Work instructions:
Scan the records below, and wherever a line has the word "CcbbaPlanner", pull it out.

**** Available data

//! Phase 1: greedy bundle construction.

use std::sync::Arc;

use accord_core::{AccordError, AgentProfile, Dependency, Result, SubtaskId, TaskSet};
use accord_state::LocalPlanState;
use tracing::debug;

use crate::bid::{Bid, BidEvaluator};
use crate::geometry::{ConstantSpeed, GeometryProvider};
use crate::planner::{BiddingStrategy, Planner, PlannerConfig};
use crate::utility::PathContext;

/// State of the bundle-building loop.
#[derive(Debug, Clone, Copy, PartialEq, Eq)]
pub enum BuildState {
    /// A subtask was inserted; another step may follow.
    Building,
    /// The bundle is full or nothing is eligible.
    Done,
}

/// Recorded claim of the grouping `j` belongs to: `y_j` plus the bids on
/// every coalition partner of `j`.
pub fn grouping_claim(tasks: &TaskSet, state: &LocalPlanState, j: SubtaskId) -> f64 {
    state.record(j).bid
        + tasks
            .coalition_partners(j)
            .into_iter()
            .map(|u| state.record(u).bid)
            .sum::<f64>()
}

/// Largest recorded claim among groupings mutually exclusive with `j`,
/// paired with the lowest subtask index of that grouping.
pub fn strongest_alternative(
    tasks: &TaskSet,
    state: &LocalPlanState,
    j: SubtaskId,
) -> Option<(f64, SubtaskId)> {
    tasks
        .exclusive_with(j)
        .into_iter()
        .map(|q| {
            let lowest = tasks
                .coalition_partners(q)
                .into_iter()
                .chain(std::iter::once(q))
                .min()
                .unwrap_or(q);
            (grouping_claim(tasks, state, q), lowest)
        })
        .fold(None, |best: Option<(f64, SubtaskId)>, (claim, lowest)| match best {
            Some((top, _)) if top >= claim => best,
            _ => Some((claim, lowest)),
        })
}

/// Runs bundle-building passes for one agent.
pub struct BundleBuilder<'a> {
    tasks: &'a TaskSet,
    agent: &'a AgentProfile,
    geometry: &'a dyn GeometryProvider,
    config: &'a PlannerConfig,
}

impl<'a> BundleBuilder<'a> {
    pub fn new(
        tasks: &'a TaskSet,
        agent: &'a AgentProfile,
        geometry: &'a dyn GeometryProvider,
        config: &'a PlannerConfig,
    ) -> Self {
        Self {
            tasks,
            agent,
            geometry,
            config,
        }
    }

    /// Insert subtasks until the bundle is full or nothing is eligible.
    /// Returns the subtasks inserted in this pass.
    pub fn build(&self, state: &mut LocalPlanState, round: u64) -> Vec<SubtaskId> {
        let start = state.bundle().len();
        state.reset_availability();
        while self.step(state, round) == BuildState::Building {}
        state.bundle()[start..].to_vec()
    }

    /// One greedy step: bid on every open subtask, then insert the best.
    pub fn step(&self, state: &mut LocalPlanState, round: u64) -> BuildState {
        if state.is_full() || !state.any_available() {
            return BuildState::Done;
        }

        let decisions = self.bid_all(state);
        let mut best: Option<Bid> = None;
        for (j, bid) in decisions {
            let entry = state.entry_mut(j);
            match bid {
                Some(bid) => {
                    entry.self_bid = bid.value;
                    entry.available = true;
                    if best.as_ref().map_or(true, |b| bid.value > b.value) {
                        best = Some(bid);
                    }
                }
                None => {
                    entry.self_bid = 0.0;
                    entry.available = false;
                }
            }
        }

        let Some(best) = best else {
            return BuildState::Done;
        };
        if !state.award(best.subtask, best.award(), best.insertion, round) {
            return BuildState::Done;
        }
        for &(k, arrival) in &best.arrivals {
            state.set_arrival(k, arrival);
        }
        state.refresh_coalitions(self.tasks);

        debug!(
            "Agent {} bid {:.3} on {} ({}) at path position {}",
            self.agent.name,
            best.value,
            best.subtask,
            self.tasks.subtask(best.subtask).name(),
            best.insertion
        );
        BuildState::Building
    }

    /// Bid on every subtask not yet in the bundle. `None` marks a subtask
    /// unavailable this step.
    fn bid_all(&self, state: &LocalPlanState) -> Vec<(SubtaskId, Option<Bid>)> {
        let evaluator = BidEvaluator::new(PathContext {
            tasks: self.tasks,
            agent: self.agent,
            geometry: self.geometry,
            config: self.config,
            state,
        });
        let baseline = evaluator.baseline();

        self.tasks
            .subtasks()
            .iter()
            .map(|sub| sub.id())
            .filter(|&j| !state.in_bundle(j))
            .map(|j| {
                if !self.can_bid(state, j) {
                    return (j, None);
                }
                let bid = baseline
                    .and_then(|base| evaluator.evaluate_against(j, base))
                    .filter(|bid| bid.value > state.record(j).bid)
                    .filter(|bid| self.coalition_test(state, j, bid.value))
                    .filter(|bid| self.mutex_test(state, j, bid.value));
                (j, bid)
            })
            .collect()
    }

    /// Capability, completion, permission and strategy checks.
    pub fn can_bid(&self, state: &LocalPlanState, j: SubtaskId) -> bool {
        let sub = self.tasks.subtask(j);
        if !self.agent.has_capability(sub.main_capability())
            || sub.is_complete()
            || state.in_bundle(j)
        {
            return false;
        }

        let permissions = state.entry(j).permissions;
        if permissions.total == 0 {
            return false;
        }
        if state
            .bundle()
            .iter()
            .any(|&b| self.tasks.dependency(j, b) == Dependency::Exclusive)
        {
            return false;
        }

        let partners = self.tasks.coalition_partners(j);
        let required = partners.len();
        let satisfied = partners
            .iter()
            .filter(|&&u| state.winner(u).is_some())
            .count();
        if satisfied == required {
            return true;
        }

        match self.config.strategy {
            BiddingStrategy::Optimistic if permissions.allows_optimistic() => {
                (permissions.any > 0 && satisfied > 0) || permissions.solo > 0
            }
            _ => false,
        }
    }

    /// The agent's own side of the coalition must outbid the recorded one.
    ///
    /// Own side: `bid` plus partners this agent already holds. Recorded side:
    /// `y_j` plus partners held by the current winner of `j`.
    pub fn coalition_test(&self, state: &LocalPlanState, j: SubtaskId, bid: f64) -> bool {
        let owner = state.owner();
        let incumbent = state.winner(j);
        let partners = self.tasks.coalition_partners(j);

        let own = bid
            + partners
                .iter()
                .filter(|&&u| state.winner(u).is(owner))
                .map(|&u| state.record(u).bid)
                .sum::<f64>();
        let recorded = state.record(j).bid
            + partners
                .iter()
                .filter(|&&u| incumbent.is_some() && state.winner(u) == incumbent)
                .map(|&u| state.record(u).bid)
                .sum::<f64>();
        own > recorded
    }

    /// The grouping `j` would complete must outbid every mutually exclusive
    /// grouping already recorded.
    pub fn mutex_test(&self, state: &LocalPlanState, j: SubtaskId, bid: f64) -> bool {
        let own = bid
            + self
                .tasks
                .coalition_partners(j)
                .into_iter()
                .map(|u| state.record(u).bid)
                .sum::<f64>();
        match strongest_alternative(self.tasks, state, j) {
            Some((claim, _)) => own > claim,
            None => true,
        }
    }
}

/// Consensus-based bundle planner for one agent.
pub struct CcbbaPlanner {
    agent: AgentProfile,
    geometry: Arc<dyn GeometryProvider>,
    config: PlannerConfig,
}

impl CcbbaPlanner {
    /// Create a planner with default configuration and straight-line motion
    /// at the agent's speed.
    pub fn new(agent: AgentProfile) -> Self {
        Self::with_config(agent, PlannerConfig::default())
    }

    /// Create a planner with custom configuration.
    pub fn with_config(agent: AgentProfile, config: PlannerConfig) -> Self {
        let geometry = Arc::new(ConstantSpeed::new(agent.speed));
        Self {
            agent,
            geometry,
            config,
        }
    }

    /// Replace the geometry provider.
    pub fn with_geometry(mut self, geometry: Arc<dyn GeometryProvider>) -> Self {
        self.geometry = geometry;
        self
    }
}

impl Planner for CcbbaPlanner {
    fn build_bundle(
        &self,
        tasks: &TaskSet,
        state: &mut LocalPlanState,
        round: u64,
    ) -> Result<Vec<SubtaskId>> {
        if state.len() != tasks.len() {
            return Err(AccordError::Internal(format!(
                "plan state tracks {} subtasks but the task set has {}",
                state.len(),
                tasks.len()
            )));
        }
        if state.owner() != self.agent.id {
            return Err(AccordError::Internal(format!(
                "planner for {} given the plan state of {}",
                self.agent.id,
                state.owner()
            )));
        }

        let builder = BundleBuilder::new(tasks, &self.agent, self.geometry.as_ref(), &self.config);
        Ok(builder.build(state, round))
    }

    fn agent(&self) -> &AgentProfile {
        &self.agent
    }

    fn config(&self) -> &PlannerConfig {
        &self.config
    }

    fn set_config(&mut self, config: PlannerConfig) {
        self.config = config;
    }
}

********

Your response:
pub struct CcbbaPlanner {
impl CcbbaPlanner {
impl Planner for CcbbaPlanner {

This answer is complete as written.